[ntp:questions] high precision tracking: trying to understand sudden jumps
unruh-spam at physics.ubc.ca
Tue Apr 1 16:45:12 UTC 2008
Martin Burnicki <martin.burnicki at meinberg.de> writes:
>Hal Murray wrote:
>>>>probably have make use of PTP (precision timing protocol).
>>>No idea what that is. If you had wanted super precision you would have put
>>>a GPS onto each machine, I hope.
>>>From the Wikipedia entry on PTP it looks absolutely no different from ntp.
>>>I have no idea what the idea is.
>> The basic idea is to do the time stamping in hardware deep in
>> the network adaper. That avoids lots and lots of jitter.
>Yes, PTP can yield an accuracy better than 100 ns if both the NICs at the
>clients and the server support hardware timestamping of sent/received PTP
I am still confused. To timestamp you have to read the computer's clock.

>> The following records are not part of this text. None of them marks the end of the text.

//! Task bookkeeping: the task table and its file, the round-robin distributor, and the
//! line-protocol surface workers connect to.

mod distributor;
mod store;
mod task;
mod worker_link;

#[rustfmt::skip]
pub use {
  distributor::TaskDispatch,
  distributor::WorkDistributor,
  store::decode_table,
  store::TaskStore,
  task::RotationState,
  task::TableMeta,
  task::Task,
  task::TaskStats,
  task::TaskStatus,
  task::TaskTable,
  task::DEFAULT_LEADER,
  worker_link::leader_change,
  worker_link::TaskPayload,
  worker_link::WorkerEvents,
  worker_link::WorkerLinks,
  worker_link::WorkerListener,
  worker_link::WorkerMsg,
};
//! Node-local primitives: the Lamport clock, addressing, the bus message types and the group bus
//! itself, plus the supervisor every background task is spawned on.

mod bus;
mod clock;
mod message;
mod multicast;
mod peers;
mod remoting;
mod supervisor;

#[rustfmt::skip]
pub use {
  bus::BusStats,
  bus::BusTransport,
  bus::GroupBus,
  bus::Handler,
  bus::Observer,
  bus::MAX_UDP_PAYLOAD,
  clock::causal_cmp,
  clock::LogicalClock,
  message::BusMsg,
  message::ElectionBallot,
  message::Envelope,
  message::FileSync,
  message::FullState,
  message::LeaderAnnouncement,
  message::LeaderConfirmed,
  message::MsgKind,
  message::PeerHeartbeat,
  message::Presence,
  message::SnapshotMarker,
  message::SyncRequest,
  multicast::MulticastTransport,
  peers::PeerDirectory,
  remoting::Host,
  remoting::Socket,
  supervisor::Lifecycle,
  supervisor::Supervisor,
};
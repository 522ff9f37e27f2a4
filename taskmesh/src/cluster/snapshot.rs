use crate::cluster::{Role, RoleCell, SnapshotConfig};
use crate::core::{BusMsg, Envelope, GroupBus, Lifecycle, MsgKind, SnapshotMarker, Supervisor};
use crate::error::TaskmeshError;
use crate::tasks::{TaskStats, WorkDistributor};
use crate::testkit::LogLevel;
use crate::{debug, info, trace, warn};
use chrono::{NaiveDateTime, Utc};
use parking_lot::Mutex;
use serde::Serialize;
use serde_json::Value;
use std::collections::{BTreeMap, BTreeSet, VecDeque};
use std::fs;
use std::path::PathBuf;
use std::sync::atomic::{AtomicU64, Ordering};
use std::sync::Arc;
use tokio::time::sleep;

pub const LOG_LEVEL: LogLevel = LogLevel::Info;
const RECENT_SNAPSHOTS: usize = 32;

#[derive(Clone, Debug, PartialEq, Serialize)]
pub struct LocalState {
  #[serde(rename = "nodeId")]
  pub node_id: String,
  #[serde(rename = "lamportClock")]
  pub lamport: u64,
  pub status: Role,
  pub timestamp: NaiveDateTime,
  #[serde(rename = "snapshotId")]
  pub snapshot_id: String,
  pub tasks: TaskStats,
}

#[derive(Clone, Debug, PartialEq, Serialize)]
pub struct RecordedMessage {
  #[serde(rename = "remetenteId")]
  pub sender_id: String,
  pub tipo: String,
  #[serde(rename = "timestampLamport")]
  pub lamport: u64,
  pub dados: Value,
}
impl From<&Envelope> for RecordedMessage {
  fn from(env: &Envelope) -> Self {
    RecordedMessage {
      sender_id: env.sender_id.clone(),
      tipo: env.msg.kind().wire_name().to_string(),
      lamport: env.lamport,
      dados: env.msg.payload().unwrap_or(Value::Null),
    }
  }
}

/// What one node contributes to a global snapshot: its own state at the cut plus the messages
/// that were in flight toward it.
#[derive(Clone, Debug, PartialEq, Serialize)]
pub struct SnapshotRecord {
  #[serde(rename = "snapshotId")]
  pub snapshot_id: String,
  pub initiator: String,
  #[serde(rename = "localState")]
  pub local_state: LocalState,
  #[serde(rename = "recordedChannelMessages")]
  pub channel_messages: BTreeMap<String, Vec<RecordedMessage>>,
  #[serde(rename = "participantSet")]
  pub participants: BTreeSet<String>,
  #[serde(rename = "incompleteChannels")]
  pub incomplete_channels: BTreeSet<String>,
  #[serde(rename = "completedAt")]
  pub completed_at: NaiveDateTime,
}

#[derive(Clone, Debug, Default, PartialEq, Eq, Serialize)]
pub struct SnapshotStats {
  pub in_flight: Option<String>,
  pub completed: u64,
  pub incomplete: u64,
  pub last_snapshot: Option<String>,
  pub last_file: Option<PathBuf>,
}

struct InFlight {
  id: String,
  initiator: String,
  local_state: LocalState,
  participants: BTreeSet<String>,
  open: BTreeSet<String>,
  recorded: BTreeMap<String, Vec<RecordedMessage>>,
}

/// Chandy-Lamport snapshots over the group bus. At most one snapshot is in flight per node.
///
/// Markers and channel recording both run on the bus observer path, so a channel closes in the
/// order its messages were received.
#[derive(Clone)]
pub struct SnapshotCoordinator {
  inner: Arc<SnapInner>,
}

struct SnapInner {
  bus: GroupBus,
  role: RoleCell,
  distributor: Arc<WorkDistributor>,
  config: SnapshotConfig,
  sup: Supervisor,
  life: Lifecycle,
  current: Mutex<Option<InFlight>>,
  recent: Mutex<VecDeque<String>>,
  seq: AtomicU64,
  completed: AtomicU64,
  incomplete: AtomicU64,
  last_file: Mutex<Option<PathBuf>>,
}

impl SnapshotCoordinator {
  pub fn new(
    bus: GroupBus,
    role: RoleCell,
    distributor: Arc<WorkDistributor>,
    config: SnapshotConfig,
    sup: Supervisor,
  ) -> SnapshotCoordinator {
    SnapshotCoordinator {
      inner: Arc::new(SnapInner {
        bus,
        role,
        distributor,
        config,
        sup,
        life: Lifecycle::default(),
        current: Mutex::new(None),
        recent: Mutex::new(VecDeque::new()),
        seq: AtomicU64::new(0),
        completed: AtomicU64::new(0),
        incomplete: AtomicU64::new(0),
        last_file: Mutex::new(None),
      }),
    }
  }

  pub fn install(&self) {
    let me = self.clone();
    self.inner.bus.add_observer(move |env| me.observe(env));
    // markers are consumed by the observer above
    self.inner.bus.on_message(MsgKind::Marker, |_| {});
  }

  pub fn start(&self) {
    if self.inner.life.begin(&self.inner.sup).is_some() {
      debug!(LOG_LEVEL, "snapshot coordinator started");
    }
  }

  /// Stops the coordinator and discards any snapshot in flight. Idempotent.
  pub fn stop(&self) {
    if self.inner.life.end() {
      if let Some(snap) = self.inner.current.lock().take() {
        info!(LOG_LEVEL, "snapshot {} abandoned on stop", snap.id);
      }
    }
  }

  pub fn in_flight(&self) -> Option<String> {
    self.inner.current.lock().as_ref().map(|s| s.id.clone())
  }

  /// Starts a global snapshot. Only the active coordinator initiates; returns false otherwise or
  /// when a snapshot is already in flight.
  pub fn initiate(&self) -> bool {
    if !self.inner.life.running() {
      debug!(LOG_LEVEL, "snapshot coordinator not running");
      return false;
    }
    if !self.inner.role.is(Role::Active) {
      debug!(LOG_LEVEL, "only the active coordinator initiates snapshots");
      return false;
    }
    let me = self.inner.bus.node_id().to_string();
    let seq = self.inner.seq.fetch_add(1, Ordering::Relaxed) + 1;
    let id = format!("{}-{}", me, seq);
    if !self.begin(&id, &me, None) {
      return false;
    }
    info!(LOG_LEVEL, "snapshot {} initiated", id);
    self.inner.bus.send(BusMsg::Marker(SnapshotMarker {
      snapshot_id: id.clone(),
      origin: me,
      timestamp: Utc::now().timestamp_millis(),
    }));
    self.finalize_if_closed(&id);
    true
  }

  fn observe(&self, env: &Envelope) {
    match &env.msg {
      BusMsg::Marker(marker) => self.on_marker(&env.sender_id, marker),
      _ => self.record(env),
    }
  }

  fn record(&self, env: &Envelope) {
    let mut current = self.inner.current.lock();
    if let Some(snap) = current.as_mut() {
      if snap.open.contains(&env.sender_id) {
        trace!(LOG_LEVEL, "recording {} from {}", env.msg.kind().wire_name(), env.sender_id);
        snap.recorded.entry(env.sender_id.clone()).or_default().push(env.into());
      }
    }
  }

  /// Handles a marker received from `sender`. The first marker of a snapshot records local state,
  /// closes the sender's channel and relays the marker; later ones close their channel.
  pub fn on_marker(&self, sender: &str, marker: &SnapshotMarker) {
    if !self.inner.life.running() {
      return;
    }
    let id = &marker.snapshot_id;
    if self.inner.recent.lock().iter().any(|done| done == id) {
      trace!(LOG_LEVEL, "late marker for finished snapshot {} from {}", id, sender);
      return;
    }
    let current_id = self.in_flight();
    match current_id {
      Some(current) if &current == id => {
        {
          let mut guard = self.inner.current.lock();
          if let Some(snap) = guard.as_mut() {
            snap.participants.insert(sender.to_string());
            snap.open.remove(sender);
            debug!(LOG_LEVEL, "snapshot {}: channel from {} closed, {} open", id, sender, snap.open.len());
          }
        }
        self.finalize_if_closed(id);
      }
      Some(current) => {
        warn!(LOG_LEVEL, "marker for {} from {} ignored while {} is in flight", id, sender, current);
      }
      None => {
        if !self.begin(id, &marker.origin, Some(sender)) {
          return;
        }
        debug!(LOG_LEVEL, "snapshot {} joined on marker from {}", id, sender);
        self.inner.bus.send(BusMsg::Marker(marker.clone()));
        self.finalize_if_closed(id);
      }
    }
  }

  fn begin(&self, id: &str, initiator: &str, first_sender: Option<&str>) -> bool {
    let token = match self.inner.life.current() {
      Some(token) => token,
      None => return false,
    };
    let me = self.inner.bus.node_id();
    let local_state = LocalState {
      node_id: me.to_string(),
      lamport: self.inner.bus.clock().peek(),
      status: self.inner.role.get(),
      timestamp: Utc::now().naive_utc(),
      snapshot_id: id.to_string(),
      tasks: self.inner.distributor.stats(),
    };
    let mut participants = self.inner.bus.live_peers();
    participants.insert(initiator.to_string());
    participants.extend(first_sender.map(str::to_string));
    participants.remove(me);
    let mut open = participants.clone();
    if let Some(sender) = first_sender {
      open.remove(sender);
    }
    {
      let mut current = self.inner.current.lock();
      if current.is_some() {
        return false;
      }
      *current = Some(InFlight {
        id: id.to_string(),
        initiator: initiator.to_string(),
        local_state,
        participants,
        open,
        recorded: BTreeMap::new(),
      });
    }
    let me = self.clone();
    let id = id.to_string();
    let timeout = self.inner.config.finalize_timeout;
    self.inner.sup.spawn(token, async move {
      sleep(timeout).await;
      if me.in_flight().as_deref() == Some(id.as_str()) {
        warn!(LOG_LEVEL, "snapshot {} timed out with channels still open", id);
        me.force_finalize();
      }
    });
    true
  }

  fn finalize_if_closed(&self, id: &str) {
    let done = {
      let mut current = self.inner.current.lock();
      match current.as_ref() {
        Some(snap) if snap.id == id && snap.open.is_empty() => current.take(),
        _ => None,
      }
    };
    if let Some(snap) = done {
      self.finish(snap);
    }
  }

  /// Finalizes the snapshot in flight now, listing channels still open as incomplete.
  pub fn force_finalize(&self) -> Option<PathBuf> {
    let snap = self.inner.current.lock().take()?;
    self.finish(snap)
  }

  fn finish(&self, snap: InFlight) -> Option<PathBuf> {
    {
      let mut recent = self.inner.recent.lock();
      recent.push_back(snap.id.clone());
      while recent.len() > RECENT_SNAPSHOTS {
        recent.pop_front();
      }
    }
    if !snap.open.is_empty() {
      self.inner.incomplete.fetch_add(1, Ordering::Relaxed);
    }
    let record = SnapshotRecord {
      snapshot_id: snap.id,
      initiator: snap.initiator,
      local_state: snap.local_state,
      channel_messages: snap.recorded,
      participants: snap.participants,
      incomplete_channels: snap.open,
      completed_at: Utc::now().naive_utc(),
    };
    match self.write(&record) {
      Ok(path) => {
        self.inner.completed.fetch_add(1, Ordering::Relaxed);
        info!(
          LOG_LEVEL,
          "snapshot {} saved to {} ({} incomplete channels)",
          record.snapshot_id,
          path.display(),
          record.incomplete_channels.len()
        );
        *self.inner.last_file.lock() = Some(path.clone());
        Some(path)
      }
      Err(e) => {
        warn!(LOG_LEVEL, "cannot save snapshot {}: {}", record.snapshot_id, e);
        None
      }
    }
  }

  fn write(&self, record: &SnapshotRecord) -> Result<PathBuf, TaskmeshError> {
    fs::create_dir_all(&self.inner.config.dir)?;
    let name = format!(
      "snapshot_{}_{}_{}.json",
      self.inner.bus.node_id(),
      record.snapshot_id,
      record.completed_at.format("%Y%m%d_%H%M%S")
    );
    let path = self.inner.config.dir.join(name);
    fs::write(&path, serde_json::to_vec_pretty(record)?)?;
    Ok(path)
  }

  pub fn stats(&self) -> SnapshotStats {
    SnapshotStats {
      in_flight: self.in_flight(),
      completed: self.inner.completed.load(Ordering::Relaxed),
      incomplete: self.inner.incomplete.load(Ordering::Relaxed),
      last_snapshot: self.inner.recent.lock().back().cloned(),
      last_file: self.inner.last_file.lock().clone(),
    }
  }
}

#[cfg(test)]
use crate::core::{LogicalClock, Presence};
#[cfg(test)]
use crate::testkit::LocalHub;
#[cfg(test)]
use std::time::Duration;

#[cfg(test)]
fn coordinator(dir: &std::path::Path, role: Role) -> (SnapshotCoordinator, GroupBus) {
  let clock = Arc::new(LogicalClock::new());
  let sup = Supervisor::new();
  let bus = GroupBus::new("a", clock.clone(), LocalHub::new().transport("a"), sup.clone(), Duration::from_secs(30), 65507);
  let dist = Arc::new(WorkDistributor::new(clock, "a"));
  let cfg = SnapshotConfig { dir: dir.to_path_buf(), finalize_timeout: Duration::from_secs(10) };
  let snaps = SnapshotCoordinator::new(bus.clone(), RoleCell::new(role), dist, cfg, sup);
  snaps.install();
  snaps.start();
  (snaps, bus)
}

#[cfg(test)]
fn datagram(from: &str, msg: BusMsg) -> Vec<u8> {
  Envelope { sender_id: from.to_string(), msg, lamport: 1, wall_millis: 0 }.encode().unwrap()
}

#[cfg(test)]
fn presence(from: &str) -> Vec<u8> {
  datagram(from, BusMsg::Presence(Presence { role: Role::Standby, known_leader: "a".to_string() }))
}

#[cfg(test)]
fn marker(id: &str, origin: &str) -> SnapshotMarker {
  SnapshotMarker { snapshot_id: id.to_string(), origin: origin.to_string(), timestamp: 0 }
}

#[tokio::test]
async fn test_initiate_records_until_every_channel_closes() {
  let dir = tempfile::tempdir().unwrap();
  let (snaps, bus) = coordinator(dir.path(), Role::Active);
  bus.inject(&presence("b"));
  bus.inject(&presence("c"));

  assert!(snaps.initiate());
  assert!(!snaps.initiate());
  let id = snaps.in_flight().unwrap();
  assert_eq!(id, "a-1");

  bus.inject(&presence("b"));
  bus.inject(&datagram("b", BusMsg::Marker(marker(&id, "a"))));
  // b's channel is closed now, only c is still recorded
  bus.inject(&presence("b"));
  bus.inject(&presence("c"));
  assert_eq!(snaps.in_flight(), Some(id.clone()));
  bus.inject(&datagram("c", BusMsg::Marker(marker(&id, "a"))));
  assert_eq!(snaps.in_flight(), None);

  let stats = snaps.stats();
  assert_eq!(stats.completed, 1);
  assert_eq!(stats.incomplete, 0);
  let path = stats.last_file.unwrap();
  let name = path.file_name().unwrap().to_str().unwrap().to_string();
  assert!(name.starts_with("snapshot_a_a-1_"), "{}", name);
  let saved: Value = serde_json::from_slice(&fs::read(&path).unwrap()).unwrap();
  assert_eq!(saved["participantSet"], serde_json::json!(["b", "c"]));
  assert_eq!(saved["recordedChannelMessages"]["b"].as_array().unwrap().len(), 1);
  assert_eq!(saved["recordedChannelMessages"]["c"].as_array().unwrap().len(), 1);
  assert_eq!(saved["incompleteChannels"], serde_json::json!([]));
  assert_eq!(saved["localState"]["status"], "ACTIVE");
}

#[tokio::test]
async fn test_standby_cannot_initiate_but_joins_on_marker() {
  let dir = tempfile::tempdir().unwrap();
  let (snaps, bus) = coordinator(dir.path(), Role::Standby);
  assert!(!snaps.initiate());
  // only the origin is known, and its marker closes the only channel
  bus.inject(&datagram("p", BusMsg::Marker(marker("p-7", "p"))));
  assert_eq!(snaps.in_flight(), None);
  assert_eq!(snaps.stats().completed, 1);
  assert_eq!(snaps.stats().last_snapshot.as_deref(), Some("p-7"));
  // a relayed copy of the same marker does not start it over
  bus.inject(&datagram("q", BusMsg::Marker(marker("p-7", "p"))));
  assert_eq!(snaps.in_flight(), None);
  assert_eq!(snaps.stats().completed, 1);
}

#[tokio::test(start_paused = true)]
async fn test_timeout_lists_open_channels() {
  let dir = tempfile::tempdir().unwrap();
  let (snaps, bus) = coordinator(dir.path(), Role::Active);
  bus.inject(&presence("b"));
  assert!(snaps.initiate());
  sleep(Duration::from_secs(11)).await;
  assert_eq!(snaps.in_flight(), None);
  let stats = snaps.stats();
  assert_eq!(stats.incomplete, 1);
  let saved: Value = serde_json::from_slice(&fs::read(stats.last_file.unwrap()).unwrap()).unwrap();
  assert_eq!(saved["incompleteChannels"], serde_json::json!(["b"]));

  snaps.stop();
  snaps.stop();
  assert!(!snaps.initiate());
}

That is a software operation-- reading the counter in the cpu, translating
to time, returning the result through the kernel, etc. That has all kinds
of variable latencies,etc. I am having trouble seeing 100ns. Also seeing
the PPS from the hardware clock and its interrupts. Or are you replacing
all of the hardware and software of the system? (new kernel, new interrupt
system, new nics, etc)
>On the other hand, also *every* network node between the PTP endpoints has
>to be PTP-aware and compensate the packet delay it introduces, so you will
>probably only get full PTP accuracy in your local network where you have
>control over all the equipment.
>Switches can very well insert a delay in the range of milliseconds. If there
>are incoming packets at different ports at the same time which shall go out
>on the same port then the packets have to be queued. Unless the network is
>really heavily loaded this may happen only occasionally, but it may happen.
>The switches included in our PTP starter kit
>implement PTP boundary clocks for the ports in order to eliminate the
>queuing delay. Without this special handling PTP would suffer from the same
>latencies as NTP.
>On the other hand, NTP yields quite good results without requiring special
>hardware, even over WAN connections.